The Whip Hand (1951).
IMDb meta-data is runtime of 1 hour and 22 minutes, rated 6.0 by 596 cinematizens.
Genre: Sp Fy, not Sy Fy. Species: Paranoia, Red.
Verdict: Zippy.
In Lake Wobegon the Reds are on the beds, not under them. Adopting the approach of capitalism, the Reds have bought everything in town and set up a germ warfare laboratory. All the paperwork is in order. Taxes are paid. Zoning laws obeyed.
Believe it or not, one of the Reds is Perry Mason before he went to law school and got all self-righteous. Too bad because he made a marvellous villain. And he had competition in this picture because there is a string of villains from mouth-breathing grunters to oily salesmen to a blond adonis who whittles with a very big knife.
Into this Village of the Reds one rainy night an intrepid newsman stumbles after clonking his head, and he seeks medical treatment for his split infinitive.

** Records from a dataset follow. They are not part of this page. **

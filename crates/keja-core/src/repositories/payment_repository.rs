//! Payment repository trait (port)

use async_trait::async_trait;
use serde::{Deserialize, Serialize};
use uuid::Uuid;

use crate::domain::{Money, Payment, PaymentEntry};
use crate::error::DomainError;

/// A stored payment and the tenant balance written alongside it
#[derive(Debug, Clone, PartialEq, Eq, Serialize, Deserialize)]
pub struct RecordedPayment {
    pub payment: Payment,
    pub balance: Money,
}

#[cfg_attr(any(test, feature = "mocks"), mockall::automock)]
#[async_trait]
pub trait PaymentRepository: Send + Sync {
    /// Every payment on the owner's properties, former tenants included.
    async fn list_by_owner(&self, owner_id: Uuid) -> Result<Vec<Payment>, DomainError>;

    /// Payments with display labels, newest first.
    async fn list_history(&self, owner_id: Uuid) -> Result<Vec<PaymentEntry>, DomainError>;

    async fn find_entry(&self, owner_id: Uuid, payment_id: Uuid) -> Result<Option<PaymentEntry>, DomainError>;
    async fn list_by_tenant(&self, tenant_id: Uuid) -> Result<Vec<Payment>, DomainError>;

    /// Inserts the payment and rewrites the tenant's cached balance from the
    /// full history, in one transaction.
    async fn append(&self, payment: &Payment) -> Result<RecordedPayment, DomainError>;
}
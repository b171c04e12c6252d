use axum::{extract::State, http::StatusCode, Json};
use serde::Serialize;

use crate::state::AppState;

#[derive(Serialize)]
pub struct HealthResponse {
    status: String,
    version: String,
}

pub async fn health_check() -> (StatusCode, Json<HealthResponse>) {
    (
        StatusCode::OK,
        Json(HealthResponse {
            status: "healthy".to_string(),
            version: env!("CARGO_PKG_VERSION").to_string(),
        }),
    )
}

/// Ready once the database answers a trivial query.
pub async fn readiness_check(State(state): State<AppState>) -> (StatusCode, Json<HealthResponse>) {
    let ready = match &state.db {
        Some(pool) => sqlx::query("SELECT 1").execute(pool).await.is_ok(),
        None => false,
    };

    let (status, label) = if ready {
        (StatusCode::OK, "ready")
    } else {
        tracing::warn!("Readiness check failed: database unavailable");
        (StatusCode::SERVICE_UNAVAILABLE, "unavailable")
    };

    (
        status,
        Json(HealthResponse {
            status: label.to_string(),
            version: env!("CARGO_PKG_VERSION").to_string(),
        }),
    )
}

The town doctor applied a Band-Aid and tries to send Newsie on this way, but the good-looking sister who peeled the Band-Aid is fly-paper, and the plot thickens.

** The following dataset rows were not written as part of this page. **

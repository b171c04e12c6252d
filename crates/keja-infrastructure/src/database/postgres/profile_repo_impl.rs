//! PostgreSQL profile repository

use async_trait::async_trait;
use sqlx::PgPool;
use uuid::Uuid;

use keja_core::domain::Profile;
use keja_core::error::DomainError;
use keja_core::repositories::ProfileRepository;

use super::db_error;
use super::rows::ProfileRow;

pub struct PgProfileRepository {
    pool: PgPool,
}

impl PgProfileRepository {
    pub fn new(pool: PgPool) -> Self {
        Self { pool }
    }
}

#[async_trait]
impl ProfileRepository for PgProfileRepository {
    async fn find(&self, id: Uuid) -> Result<Option<Profile>, DomainError> {
        let row: Option<ProfileRow> = sqlx::query_as(
            r#"
            SELECT id, full_name, phone, commission_rate, agency_mode, created_at, modified_at
            FROM profiles
            WHERE id = $1
            "#,
        )
        .bind(id)
        .fetch_optional(&self.pool)
        .await
        .map_err(db_error("finding profile"))?;

        Ok(row.map(Profile::from))
    }

    async fn upsert(&self, profile: &Profile) -> Result<Profile, DomainError> {
        let row: ProfileRow = sqlx::query_as(
            r#"
            INSERT INTO profiles (id, full_name, phone, commission_rate, agency_mode, created_at, modified_at)
            VALUES ($1, $2, $3, $4, $5, $6, $7)
            ON CONFLICT (id) DO UPDATE
            SET full_name = EXCLUDED.full_name,
                phone = EXCLUDED.phone,
                commission_rate = EXCLUDED.commission_rate,
                agency_mode = EXCLUDED.agency_mode,
                modified_at = EXCLUDED.modified_at
            RETURNING id, full_name, phone, commission_rate, agency_mode, created_at, modified_at
            "#,
        )
        .bind(profile.id)
        .bind(&profile.full_name)
        .bind(&profile.phone)
        .bind(profile.commission_rate)
        .bind(profile.agency_mode)
        .bind(profile.created_at)
        .bind(profile.modified_at)
        .fetch_one(&self.pool)
        .await
        .map_err(db_error("saving profile"))?;

        Ok(row.into())
    }
}
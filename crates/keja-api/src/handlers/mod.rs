//! HTTP handlers

pub mod health;
pub mod properties;
pub mod units;
pub mod tenants;
pub mod payments;
pub mod reports;
pub mod maintenance;
pub mod profile;
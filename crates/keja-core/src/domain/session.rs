//! Request context
//!
//! Every service call receives the caller's session explicitly; all reads and
//! writes are scoped to data owned by `user_id` (directly, or via
//! unit → property).

use uuid::Uuid;

#[derive(Debug, Clone, Copy, PartialEq, Eq)]
pub struct Session {
    pub user_id: Uuid,
}

impl Session {
    pub fn new(user_id: Uuid) -> Self {
        Self { user_id }
    }
}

We knew from the get-go there were Reds about, but somehow after four years of residence Sister has not got it. No, she is not blind or stupid but a helpless creature of the scriptwriter who made her that way. She and the Newsie set out to foil the numerous and well organised bad guys and don’t do very well when they rely on Olive (‘We be Texicans’) Carey.

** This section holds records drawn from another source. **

//! Maintenance request handlers

use axum::{
    extract::{Path, State},
    http::StatusCode,
    Json,
};
use uuid::Uuid;

use keja_core::domain::{MaintenanceEntry, MaintenanceRequest};

use crate::auth::AuthSession;
use crate::dto::{AdvanceMaintenanceRequest, CreateMaintenanceRequest, ValidatedJson};
use crate::error::ApiError;
use crate::response::ApiResponse;
use crate::state::AppState;

/// GET /api/v1/maintenance
pub async fn list_requests(
    State(state): State<AppState>,
    AuthSession(session): AuthSession,
) -> Result<Json<ApiResponse<Vec<MaintenanceEntry>>>, ApiError> {
    let requests = state.maintenance.list(&session).await?;
    Ok(Json(ApiResponse::list(requests)))
}

/// POST /api/v1/maintenance
pub async fn create_request(
    State(state): State<AppState>,
    AuthSession(session): AuthSession,
    ValidatedJson(body): ValidatedJson<CreateMaintenanceRequest>,
) -> Result<(StatusCode, Json<ApiResponse<MaintenanceRequest>>), ApiError> {
    let request = state
        .maintenance
        .create(&session, body.unit_id, body.description)
        .await?;
    Ok((StatusCode::CREATED, Json(ApiResponse::success(request))))
}

/// PATCH /api/v1/maintenance/{id}/status
pub async fn advance_request(
    State(state): State<AppState>,
    AuthSession(session): AuthSession,
    Path(id): Path<Uuid>,
    ValidatedJson(body): ValidatedJson<AdvanceMaintenanceRequest>,
) -> Result<Json<ApiResponse<MaintenanceRequest>>, ApiError> {
    let request = state.maintenance.advance(&session, id, body.status).await?;
    Ok(Json(ApiResponse::success(request)))
}
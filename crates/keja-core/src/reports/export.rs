// ============================================================================
// Keja Core - CSV Export
// File: crates/keja-core/src/reports/export.rs
// Description: Renders report rows as downloadable CSV documents
// ============================================================================

use serde::Serialize;

use super::aggregator::{ArrearsEntry, MonthlyTotal};
use crate::error::DomainError;

#[derive(Serialize)]
struct MonthlyRow<'a> {
    #[serde(rename = "Month")]
    month: &'a str,
    #[serde(rename = "Transactions")]
    transactions: usize,
    #[serde(rename = "Amount")]
    amount: i64,
}

#[derive(Serialize)]
struct ArrearsRow<'a> {
    #[serde(rename = "Name")]
    name: &'a str,
    #[serde(rename = "Unit")]
    unit: &'a str,
    #[serde(rename = "Arrears")]
    arrears: i64,
}

const MONTHLY_HEADERS: [&str; 3] = ["Month", "Transactions", "Amount"];
const ARREARS_HEADERS: [&str; 3] = ["Name", "Unit", "Arrears"];

/// `Month,Transactions,Amount`, one row per month in report order.
pub fn monthly_report_csv(rows: &[MonthlyTotal]) -> Result<Vec<u8>, DomainError> {
    let mut writer = csv::WriterBuilder::new().has_headers(false).from_writer(Vec::new());
    writer.write_record(MONTHLY_HEADERS).map_err(export_error)?;

    for row in rows {
        let label = row.month.label();
        writer
            .serialize(MonthlyRow {
                month: &label,
                transactions: row.transaction_count,
                amount: row.total_amount.amount(),
            })
            .map_err(export_error)?;
    }

    finish(writer)
}

/// `Name,Unit,Arrears` for every debtor, arrears as a positive amount.
pub fn arrears_report_csv(debtors: &[ArrearsEntry]) -> Result<Vec<u8>, DomainError> {
    let mut writer = csv::WriterBuilder::new().has_headers(false).from_writer(Vec::new());
    writer.write_record(ARREARS_HEADERS).map_err(export_error)?;

    for entry in debtors.iter().filter(|e| e.ledger.is_debtor()) {
        writer
            .serialize(ArrearsRow {
                name: &entry.tenant_name,
                unit: &entry.unit_number,
                arrears: entry.ledger.arrears().amount(),
            })
            .map_err(export_error)?;
    }

    finish(writer)
}

fn finish(writer: csv::Writer<Vec<u8>>) -> Result<Vec<u8>, DomainError> {
    writer
        .into_inner()
        .map_err(|e| DomainError::ExportError(e.to_string()))
}

fn export_error(e: csv::Error) -> DomainError {
    DomainError::ExportError(e.to_string())
}

#[cfg(test)]
mod tests {
    use super::*;
    use crate::domain::{Money, Payment, PaymentMethod, Tenant, TenantContact, TenantRecord};
    use crate::reports::aggregator::{arrears_report, monthly_report};
    use chrono::{TimeZone, Utc};
    use uuid::Uuid;

    #[test]
    fn test_empty_exports_are_header_only() {
        let monthly = String::from_utf8(monthly_report_csv(&[]).unwrap()).unwrap();
        assert_eq!(monthly, "Month,Transactions,Amount\n");

        let arrears = String::from_utf8(arrears_report_csv(&[]).unwrap()).unwrap();
        assert_eq!(arrears, "Name,Unit,Arrears\n");
    }

    #[test]
    fn test_monthly_csv() {
        let tenant = Uuid::new_v4();
        let date = Utc.with_ymd_and_hms(2024, 1, 15, 9, 0, 0).unwrap();
        let payments = vec![
            Payment::new(tenant, Money::new(1000), PaymentMethod::Cash, date).unwrap(),
            Payment::new(tenant, Money::new(2000), PaymentMethod::Card, date).unwrap(),
        ];

        let csv = String::from_utf8(monthly_report_csv(&monthly_report(&payments)).unwrap()).unwrap();
        assert_eq!(csv, "Month,Transactions,Amount\nJanuary 2024,2,3000\n");
    }

    #[test]
    fn test_arrears_csv_quotes_and_skips_non_debtors() {
        let owing = TenantRecord {
            tenant: Tenant::new(Uuid::new_v4(), TenantContact::new("Otieno, Peter", "0711111111").unwrap()),
            unit_number: "B3".to_string(),
            rent_amount: Money::new(12000),
            property_id: Uuid::new_v4(),
            property_name: "Hill View".to_string(),
        };
        let paid_up = TenantRecord {
            tenant: Tenant::new(Uuid::new_v4(), TenantContact::new("Zawadi", "0722222222").unwrap()),
            unit_number: "B4".to_string(),
            rent_amount: Money::ZERO,
            property_id: owing.property_id,
            property_name: "Hill View".to_string(),
        };

        let entries = arrears_report(&[owing, paid_up], &[]).unwrap();
        let csv = String::from_utf8(arrears_report_csv(&entries).unwrap()).unwrap();
        assert_eq!(csv, "Name,Unit,Arrears\n\"Otieno, Peter\",B3,12000\n");
    }
}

But thanks to a footnote citation to his earlier work, Newsie calls in the FBI cavalry who arrive in time to hear the mad scientist’s speech at the end before he gets his just reward from some of his experimental victims. Seeing these cripples whack him with canes, crutches, braces, and walkers made me dream.
Scifist 2.0 lists it but I am not sure what the Sy Fy element is. Germ warfare? An intelligent Newsie? The imperceptive sister? Anyway that entry is why I sought it out and watched it.
A quibble or two, or I do not get the title and I did not hear it used in the film. Maybe this intel missed the opening seconds of my attention span.
It is offbeat and moves at a good pace. I know there were post-production changes that led to a lot of re-shooting to please the then-master of RKO, and maybe some pages of the script got lost that explained the title.
It opens with sledge hammer subtlety in Moscow with a scene in Russian without subtitles where a uniformed man rattles on in front of huge wall map of the USA and points at Minnesota in a meaningful way. Get it? Is he tuning in to Garrison Keillor?
By the way such a long scene with neither subtitles nor an explanatory voiceover was daring for a B movie audience.
On the subject of subtitles, it has been an article of faith in the Hollywood since the advent of talkies that subtitles are unacceptable to a mainstream audience. Hence the frequent use of voiceovers. ‘Article of faith,’ because there is no evidence.